SF: No. I think we’ve reached this point where artists are very open in talking about mental health – they always have been, but it just hasn’t been taken as seriously until now. But I think out of all sorts of people in the public eye, athletes are showing that mental health breaks are needed. Look at Naomi Osaka, she was the biggest tennis star in the world a few years ago and she need to take a break for her mental health, which sent shockwaves through the tennis community in a really positive way. So, I think these conversations are becoming more of the norm now and any stigma that’s associated with artists going through mental health problems is more demeaning than anything else. Nobody wishes for people to go through mental health crises, so for artists to sing about it is a really important thing. I’m just really fortunate to have songs that people relate to, and to be signed with a team like RCA and Sony Music UK who take mental health seriously.

BV: You have found massive success through TikTok and social media platforms. What has been so special for you around this particular platform?

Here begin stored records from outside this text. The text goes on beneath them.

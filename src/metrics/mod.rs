//! Prometheus collectors and the optional `/metrics` HTTP endpoint.
//!
//! Collectors are process wide. They are registered into [`REGISTRY`] the
//! first time the endpoint starts; updating them before that is harmless.


use std::net::SocketAddr;
use std::sync::Once;

use autometrics::prometheus_exporter;
use lazy_static::lazy_static;
use prometheus::exponential_buckets;
use prometheus::Histogram;
use prometheus::HistogramOpts;
use prometheus::IntCounter;
use prometheus::IntCounterVec;
use prometheus::IntGauge;
use prometheus::Opts;
use prometheus::Registry;
use tokio::sync::watch;
use tracing::error;
use tracing::info;
use tracing::warn;
use warp::Filter;
use warp::Rejection;
use warp::Reply;

pub const DROP_REASON_OVERFLOW: &str = "overflow";
pub const DROP_REASON_CLOSED: &str = "closed";
pub const DROP_REASON_TOO_LARGE: &str = "too_large";
pub const DROP_REASON_SERIALIZATION: &str = "serialization";
pub const DROP_REASON_SEND_FAILED: &str = "send_failed";

pub const OUTCOME_DELIVERED: &str = "delivered";
pub const OUTCOME_FAILED: &str = "failed";

lazy_static! {
    pub static ref ENQUEUED_ITEMS: IntCounter =
        IntCounter::new("forwarder_enqueued_items", "Change items accepted into the buffer")
            .expect("metric can not be created");

    pub static ref DROPPED_ITEMS: IntCounterVec = IntCounterVec::new(
        Opts::new("forwarder_dropped_items", "Change items that never reached the transport"),
        &["reason"]
    )
    .expect("metric can not be created");

    pub static ref DISPATCHED_BATCHES: IntCounterVec = IntCounterVec::new(
        Opts::new("forwarder_dispatched_batches", "Batches handed to the transport"),
        &["outcome"]
    )
    .expect("metric can not be created");

    pub static ref BATCH_SIZE_BYTES: Histogram = Histogram::with_opts(
        HistogramOpts::new("forwarder_batch_size_bytes", "Encoded size of delivered batches")
            .buckets(exponential_buckets(256.0, 2.0, 14).expect("valid buckets"))
    )
    .expect("metric can not be created");

    pub static ref BATCH_MESSAGES: Histogram = Histogram::with_opts(
        HistogramOpts::new("forwarder_batch_messages", "Messages per delivered batch")
            .buckets(exponential_buckets(1.0, 2.0, 12).expect("valid buckets"))
    )
    .expect("metric can not be created");

    pub static ref BUFFER_DEPTH: IntGauge =
        IntGauge::new("forwarder_buffer_depth", "Items waiting in the buffer")
            .expect("metric can not be created");

    pub static ref SEND_RETRIES: IntCounter =
        IntCounter::new("forwarder_send_retries", "Transport send attempts that were retried")
            .expect("metric can not be created");

    pub static ref REGISTRY: Registry = Registry::new();
}

static REGISTER: Once = Once::new();

pub(crate) fn register_custom_metrics(registry: &Registry) {
    registry
        .register(Box::new(ENQUEUED_ITEMS.clone()))
        .expect("collector can be registered");
    registry
        .register(Box::new(DROPPED_ITEMS.clone()))
        .expect("collector can be registered");
    registry
        .register(Box::new(DISPATCHED_BATCHES.clone()))
        .expect("collector can be registered");
    registry
        .register(Box::new(BATCH_SIZE_BYTES.clone()))
        .expect("collector can be registered");
    registry
        .register(Box::new(BATCH_MESSAGES.clone()))
        .expect("collector can be registered");
    registry
        .register(Box::new(BUFFER_DEPTH.clone()))
        .expect("collector can be registered");
    registry
        .register(Box::new(SEND_RETRIES.clone()))
        .expect("collector can be registered");
}

fn init_registry() {
    REGISTER.call_once(|| {
        register_custom_metrics(&REGISTRY);
        if let Err(e) = prometheus_exporter::try_init() {
            warn!("autometrics exporter already initialised: {}", e);
        }
    });
}

/// `GET /metrics` rendering `registry` followed by the autometrics series
pub(crate) fn metrics_route(registry: Registry) -> impl Filter<Extract = (impl Reply,), Error = Rejection> + Clone {
    warp::path!("metrics")
        .and(warp::get())
        .map(move || registry.clone())
        .and_then(metrics_handler)
}

/// Serves `/metrics` on `addr` until `shutdown_signal` changes or its
/// sender is dropped. A failed bind is logged and the endpoint stays off.
pub async fn start_server(
    addr: SocketAddr,
    mut shutdown_signal: watch::Receiver<()>,
) {
    init_registry();

    let bound = warp::serve(metrics_route(REGISTRY.clone())).try_bind_with_graceful_shutdown(addr, async move {
        let _ = shutdown_signal.changed().await;
    });
    let (local_addr, server) = match bound {
        Ok(bound) => bound,
        Err(e) => {
            error!("failed to bind metrics endpoint on {}: {}", addr, e);
            return;
        }
    };
    info!("metrics endpoint listening on {}", local_addr);
    server.await;
    info!("metrics endpoint stopped");
}

async fn metrics_handler(registry: Registry) -> Result<impl Reply, Rejection> {
    let mut body = encode(&registry.gather());
    body.push_str(&get_metrics_body());
    Ok(body)
}

fn encode(families: &[prometheus::proto::MetricFamily]) -> String {
    use prometheus::Encoder;
    let encoder = prometheus::TextEncoder::new();

    let mut buffer = Vec::new();
    if let Err(e) = encoder.encode(families, &mut buffer) {
        warn!("could not encode custom metrics: {}", e);
    }
    String::from_utf8(buffer).unwrap_or_else(|e| {
        warn!("custom metrics could not be from_utf8'd: {}", e);
        String::default()
    })
}

/// Autometrics series in the Prometheus text format
pub fn get_metrics_body() -> String {
    prometheus_exporter::encode_http_response().into_body()
}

SF: When the algorithm gives on TikTok, it gives so much. It’s a really powerful tool that’s given artists the chance to break into the industry. When This City went viral on TikTok, it was at the very beginning of virality on TikTok, but it had this long life as well which I got super lucky with. I didn’t even have TikTok when it went viral – I wish I did so that I can find out why it happened and be the biggest artist in the world! But I think it’s good for music discovery. There will always be new apps that come and go, so we’ll just see where it goes.

BV: When it comes to live shows, what do you enjoy the most about touring and live performances?

SF: I love playing live. I think the coolest thing is when people come to see my shows and they realise I’m not just a sad acoustic act. My shows have a lot of energy, sick transitions, great arrangements, my brilliant band… The one thing I haven’t been able to do is to play, because of the pandemic. I was supposed to tour alongside Niall Horan playing these massive venues, but then the pandemic hit. So, we’ve had to go and go again and it’s hard and expensive to tour nowadays. But it’s everything to me. All I want to do is play live. I’m the bets version of myself on stage; I’m the funniest I’ve ever been, I’m the sexiest I’ve ever been, I’m the most talented person I’ve ever been and the most confident too. I just want the world to be able to experience that version of me, because you can’t get that across in a 15 second TikTok.

BV: What plans do you have for touring or shows for fans to get tickets to?

SF: So, the album is out December 1st.  My LA show is on December 7th, New York is December 12th and next year, we have tour and travel plans! I’m going to be relocating to the UK so I’ll be doing a lot more here and in Europe, as well as touring Australia a lot. There might even be a cheeky collaboration in the works. But overall, I just want to be a pest. I want people to be sick of me!

Sam Fischer’s debut album I Love You Please Don’t Hate Me is out today.